■ What you should do:
Among the lines below, count those with "record". Give the total alone.

::::

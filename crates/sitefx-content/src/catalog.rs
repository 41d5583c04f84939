#![forbid(unsafe_code)]

//! Read-only project catalog.

use std::collections::HashSet;
use std::fmt;

use crate::project::Project;

/// How many projects a featured strip shows by default.
pub const FEATURED_COUNT: usize = 3;

const BUILTIN_JSON: &str = include_str!("../data/projects.json");

/// Failure to load a catalog.
#[derive(Debug)]
pub enum CatalogError {
    /// Malformed JSON or a record that does not match [`Project`].
    Json(serde_json::Error),
    /// Two projects share a slug.
    DuplicateSlug(String),
    /// Two projects share an id.
    DuplicateId(String),
}

impl fmt::Display for CatalogError {
    fn fmt(&self, f: &mut fmt::Formatter<'_>) -> fmt::Result {
        match self {
            Self::Json(err) => write!(f, "invalid catalog: {err}"),
            Self::DuplicateSlug(slug) => write!(f, "duplicate project slug `{slug}`"),
            Self::DuplicateId(id) => write!(f, "duplicate project id `{id}`"),
        }
    }
}

impl std::error::Error for CatalogError {
    fn source(&self) -> Option<&(dyn std::error::Error + 'static)> {
        match self {
            Self::Json(err) => Some(err),
            _ => None,
        }
    }
}

impl From<serde_json::Error> for CatalogError {
    fn from(err: serde_json::Error) -> Self {
        Self::Json(err)
    }
}

/// All known projects, drafts included. Queries only ever return
/// published ones.
#[derive(Debug, Clone, Default)]
pub struct Catalog {
    projects: Vec<Project>,
}

impl Catalog {
    /// Wrap `projects`, rejecting duplicate ids or slugs.
    pub fn new(projects: Vec<Project>) -> Result<Self, CatalogError> {
        let mut ids = HashSet::new();
        let mut slugs = HashSet::new();
        for project in &projects {
            if !ids.insert(project.id.as_str()) {
                return Err(CatalogError::DuplicateId(project.id.clone()));
            }
            if !slugs.insert(project.slug.as_str()) {
                return Err(CatalogError::DuplicateSlug(project.slug.clone()));
            }
        }
        Ok(Self { projects })
    }

    /// Parse a JSON array of projects.
    pub fn from_json(json: &str) -> Result<Self, CatalogError> {
        Self::new(serde_json::from_str(json)?)
    }

    /// The catalog shipped with the site.
    pub fn builtin() -> Result<Self, CatalogError> {
        Self::from_json(BUILTIN_JSON)
    }

    /// Every record, drafts included, in source order.
    #[must_use]
    pub fn all(&self) -> &[Project] {
        &self.projects
    }

    /// Published projects in source order.
    #[must_use]
    pub fn published(&self) -> Vec<&Project> {
        self.projects.iter().filter(|p| p.is_published()).collect()
    }

    /// A published project by route slug.
    #[must_use]
    pub fn by_slug(&self, slug: &str) -> Option<&Project> {
        self.projects
            .iter()
            .find(|p| p.slug == slug && p.is_published())
    }

    /// Up to `n` published projects: sticky first, then newest first.
    /// Ties keep source order.
    #[must_use]
    pub fn featured(&self, n: usize) -> Vec<&Project> {
        let mut featured = self.published();
        featured.sort_by(|a, b| b.sticky.cmp(&a.sticky).then(b.date.cmp(&a.date)));
        featured.truncate(n);
        featured
    }

    #[must_use]
    pub fn len(&self) -> usize {
        self.projects.len()
    }

    #[must_use]
    pub fn is_empty(&self) -> bool {
        self.projects.is_empty()
    }
}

::::

■ Solved problem:
2